Leverage provides the following benefits for companies:
  • Leverage is an essential tool a company's management can use to make the best financing and investment decisions.
  • It provides a variety of financing sources by which the firm can achieve its target earnings.
  • Leverage is also an essential technique in investing as it helps companies set a threshold for the expansion of business operations. For example, it can be used to recommend restrictions on business expansion once the projected return on additional investment is lower than the cost of debt.
By borrowing funds, the firm incurs a debt that must be paid. But, this debt is paid in small installments over a relatively long period of time. This frees funds for more immediate use in the stock market. For example, suppose a company can afford a new factory but will be left with negligible free cash. In that case, it may be better to finance the factory and spend the cash on hand on inputs, labor, or even hold a significant portion as a reserve against unforeseen circumstances.

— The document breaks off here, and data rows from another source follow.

//! Per-block spectrum analysis
//!
//! Window -> transform -> bands and average -> loudness scale. All working
//! buffers live here and are resized only when the block size or band count
//! changes.

use super::fft::{num_bins, realized_size, RealFftTransform, SpectralTransform};
use super::windows::{apply_window_inplace, fill_window, WindowType};
use crate::config::SpectrumConfig;
use crate::error::SpectrumError;

/// Result of analysing one block, borrowed from the analyzer
#[derive(Debug, Clone, Copy)]
pub struct AnalysisOutput<'a> {
    /// Normalized loudness of all bins in the configured frequency range
    pub average_loudness: f32,

    /// Normalized loudness per band, lowest frequency first
    pub band_magnitudes: &'a [f32],

    /// Transform length actually used (largest power of two <= frames)
    pub realized_size: usize,

    /// Spacing between bins in Hz
    pub bin_hz: f32,
}

/// Reusable spectrum analyzer
pub struct SpectrumAnalyzer<T: SpectralTransform = RealFftTransform> {
    transform: T,
    window: Vec<f32>,
    window_type: Option<WindowType>,
    input: Vec<f32>,
    magnitudes: Vec<f32>,
    bands: Vec<f32>,
}

impl SpectrumAnalyzer<RealFftTransform> {
    pub fn new() -> Self {
        Self::with_transform(RealFftTransform::new())
    }
}

impl Default for SpectrumAnalyzer<RealFftTransform> {
    fn default() -> Self {
        Self::new()
    }
}

impl<T: SpectralTransform> SpectrumAnalyzer<T> {
    /// Create an analyzer around a specific transform backend
    pub fn with_transform(transform: T) -> Self {
        Self {
            transform,
            window: Vec::new(),
            window_type: None,
            input: Vec::new(),
            magnitudes: Vec::new(),
            bands: Vec::new(),
        }
    }

    /// Backend name, for logs
    pub fn transform_name(&self) -> &'static str {
        self.transform.name()
    }

    /// Raw bin magnitudes from the most recent block (DC..=Nyquist)
    pub fn bin_magnitudes(&self) -> &[f32] {
        &self.magnitudes
    }

    /// Analyze `samples` with one configuration snapshot
    ///
    /// # Arguments
    /// * `samples` - Mono block, truncated to the largest power of two that fits
    /// * `sample_rate` - Sample rate in Hz
    /// * `config` - Configuration snapshot used for the whole block
    ///
    /// # Returns
    /// Average loudness and bands, borrowed until the next call
    ///
    /// # Errors
    /// * `InvalidInput` - fewer than 2 samples
    /// * `InvalidSampleRate` - rate not positive and finite
    pub fn analyze(
        &mut self,
        samples: &[f32],
        sample_rate: f32,
        config: &SpectrumConfig,
    ) -> Result<AnalysisOutput<'_>, SpectrumError> {
        let n = realized_size(samples.len())?;
        if !(sample_rate.is_finite() && sample_rate > 0.0) {
            return Err(SpectrumError::InvalidSampleRate(sample_rate));
        }
        let mapper = config.band_mapper()?;
        let scale = config.loudness_scale();

        if self.window.len() != n || self.window_type != Some(config.window) {
            fill_window(config.window, &mut self.window, n);
            self.window_type = Some(config.window);
        }

        self.input.clear();
        self.input.extend_from_slice(&samples[..n]);
        apply_window_inplace(&mut self.input, &self.window);

        self.magnitudes.resize(num_bins(n), 0.0);
        self.transform.magnitudes(&mut self.input, &mut self.magnitudes)?;

        let bin_hz = sample_rate / n as f32;
        let average_loudness = scale.normalize(mapper.average_magnitude(&self.magnitudes, bin_hz));

        self.bands.resize(mapper.band_count(), 0.0);
        mapper.map(&self.magnitudes, bin_hz, &mut self.bands);
        scale.normalize_inplace(&mut self.bands);

        Ok(AnalysisOutput {
            average_loudness,
            band_magnitudes: &self.bands,
            realized_size: n,
            bin_hz,
        })
    }
}

#[cfg(test)]
mod tests {
    use super::*;
    use crate::spectrum::fft::Radix2Transform;
    use std::f32::consts::PI;

    fn sine(freq_hz: f32, sample_rate: f32, frames: usize, amplitude: f32) -> Vec<f32> {
        (0..frames)
            .map(|n| amplitude * (2.0 * PI * freq_hz * n as f32 / sample_rate).sin())
            .collect()
    }

    fn peak_index(values: &[f32]) -> usize {
        values
            .iter()
            .enumerate()
            .max_by(|(_, a), (_, b)| a.partial_cmp(b).unwrap())
            .map(|(i, _)| i)
            .unwrap()
    }

    #[test]
    fn test_analyzer_reference_tone() {
        let config = SpectrumConfig::default();
        let mut analyzer = SpectrumAnalyzer::new();
        let signal = sine(1000.0, 44100.0, 1024, 1.0);

        let out = analyzer.analyze(&signal, 44100.0, &config).unwrap();

        assert_eq!(out.realized_size, 1024);
        assert_eq!(out.band_magnitudes.len(), 150);
        assert!(out.average_loudness > 0.5, "average {}", out.average_loudness);

        let expected = config.band_mapper().unwrap().band_for_frequency(1000.0).unwrap();
        assert_eq!(peak_index(out.band_magnitudes), expected);
    }

    #[test]
    fn test_tone_concentrates_in_its_band() {
        let config = SpectrumConfig::default();
        let mut analyzer = SpectrumAnalyzer::new();
        let signal = sine(1000.0, 44100.0, 1024, 1.0);
        let out = analyzer.analyze(&signal, 44100.0, &config).unwrap();

        let peak_band = peak_index(out.band_magnitudes);
        let peak = out.band_magnitudes[peak_band];
        for (j, &value) in out.band_magnitudes.iter().enumerate() {
            if j.abs_diff(peak_band) >= 5 {
                assert!(value < peak - 0.3, "band {} = {} vs peak {}", j, value, peak);
            }
        }
    }

    #[test]
    fn test_silence_is_zero() {
        let config = SpectrumConfig::default();
        let mut analyzer = SpectrumAnalyzer::new();
        let out = analyzer.analyze(&vec![0.0; 1024], 44100.0, &config).unwrap();

        assert_eq!(out.average_loudness, 0.0);
        assert!(out.band_magnitudes.iter().all(|&b| b == 0.0));
    }

    #[test]
    fn test_tone_beats_silence_in_its_band() {
        let config = SpectrumConfig::default().with_band_count(20).unwrap();
        let mapper = config.band_mapper().unwrap();
        let band = 7;
        let centre = mapper.band_center(band);

        let mut analyzer = SpectrumAnalyzer::new();
        let tone = analyzer
            .analyze(&sine(centre, 48000.0, 2048, 0.5), 48000.0, &config)
            .unwrap()
            .band_magnitudes[band];
        let silent = analyzer
            .analyze(&vec![0.0; 2048], 48000.0, &config)
            .unwrap()
            .band_magnitudes[band];

        assert!(tone > silent);
    }

    #[test]
    fn test_values_stay_in_unit_range() {
        let config = SpectrumConfig::default().with_db_range(-90.0, 0.0).unwrap();
        let mut analyzer = SpectrumAnalyzer::new();

        // Loud square-ish wave drives many bins past max_db
        let signal: Vec<f32> = (0..4096).map(|n| if n % 64 < 32 { 10.0 } else { -10.0 }).collect();
        let out = analyzer.analyze(&signal, 48000.0, &config).unwrap();

        assert!((0.0..=1.0).contains(&out.average_loudness));
        assert!(out.band_magnitudes.iter().all(|b| (0.0..=1.0).contains(b)));
        assert!(out.band_magnitudes.iter().any(|&b| b == 1.0));
    }

    #[test]
    fn test_truncates_to_power_of_two() {
        let config = SpectrumConfig::default();
        let mut analyzer = SpectrumAnalyzer::new();
        let out = analyzer
            .analyze(&sine(440.0, 48000.0, 1500, 1.0), 48000.0, &config)
            .unwrap();

        assert_eq!(out.realized_size, 1024);
        assert!((out.bin_hz - 46.875).abs() < 1e-4);
        assert_eq!(analyzer.bin_magnitudes().len(), 513);
    }

    #[test]
    fn test_rejects_bad_input() {
        let config = SpectrumConfig::default();
        let mut analyzer = SpectrumAnalyzer::new();

        assert!(matches!(
            analyzer.analyze(&[0.5], 44100.0, &config),
            Err(SpectrumError::InvalidInput(1))
        ));
        assert!(matches!(
            analyzer.analyze(&[], 44100.0, &config),
            Err(SpectrumError::InvalidInput(0))
        ));
        assert!(matches!(
            analyzer.analyze(&[0.0; 64], 0.0, &config),
            Err(SpectrumError::InvalidSampleRate(_))
        ));
        assert!(matches!(
            analyzer.analyze(&[0.0; 64], f32::NAN, &config),
            Err(SpectrumError::InvalidSampleRate(_))
        ));
    }

    #[test]
    fn test_band_count_follows_config() {
        let mut analyzer = SpectrumAnalyzer::new();
        let signal = sine(1000.0, 44100.0, 1024, 1.0);

        for count in [150, 8, 300] {
            let config = SpectrumConfig::default().with_band_count(count).unwrap();
            let out = analyzer.analyze(&signal, 44100.0, &config).unwrap();
            assert_eq!(out.band_magnitudes.len(), count);
        }
    }

    #[test]
    fn test_radix2_backend_matches() {
        let config = SpectrumConfig::default();
        let signal = sine(1000.0, 44100.0, 1024, 1.0);

        let mut fast = SpectrumAnalyzer::new();
        let mut slow = SpectrumAnalyzer::with_transform(Radix2Transform::new());
        assert_eq!(slow.transform_name(), "radix2");

        let a = fast.analyze(&signal, 44100.0, &config).unwrap().band_magnitudes.to_vec();
        let b = slow.analyze(&signal, 44100.0, &config).unwrap().band_magnitudes.to_vec();
        for (x, y) in a.iter().zip(b.iter()) {
            assert!((x - y).abs() < 1e-2);
        }
    }
}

The Risk of Financial Leverage

The most obvious and apparent risk of leverage is that if price changes unexpectedly, the leveraged position can lead to severe losses. For example, imagine a hedge fund seeded by $50 worth of investor money. The hedge fund borrows another $50 and buys an asset worth $100, leading to a leverage ratio of 2:1. For the investor, this is neither good nor bad -- until the asset price changes. If the asset price goes up 10 percent, the investor earns $10 on $50 of capital, a net gain of 20 percent, and is very pleased with the increased gains from the leverage. However, if the asset price crashes unexpectedly, say by 30 percent, the investor loses $30 on $50 of capital, suffering a 60 percent loss. In other words, the effect of leverage is to increase the volatility of returns and increase the effects of a price change on the asset to the bottom line while increasing the chance for profit as well.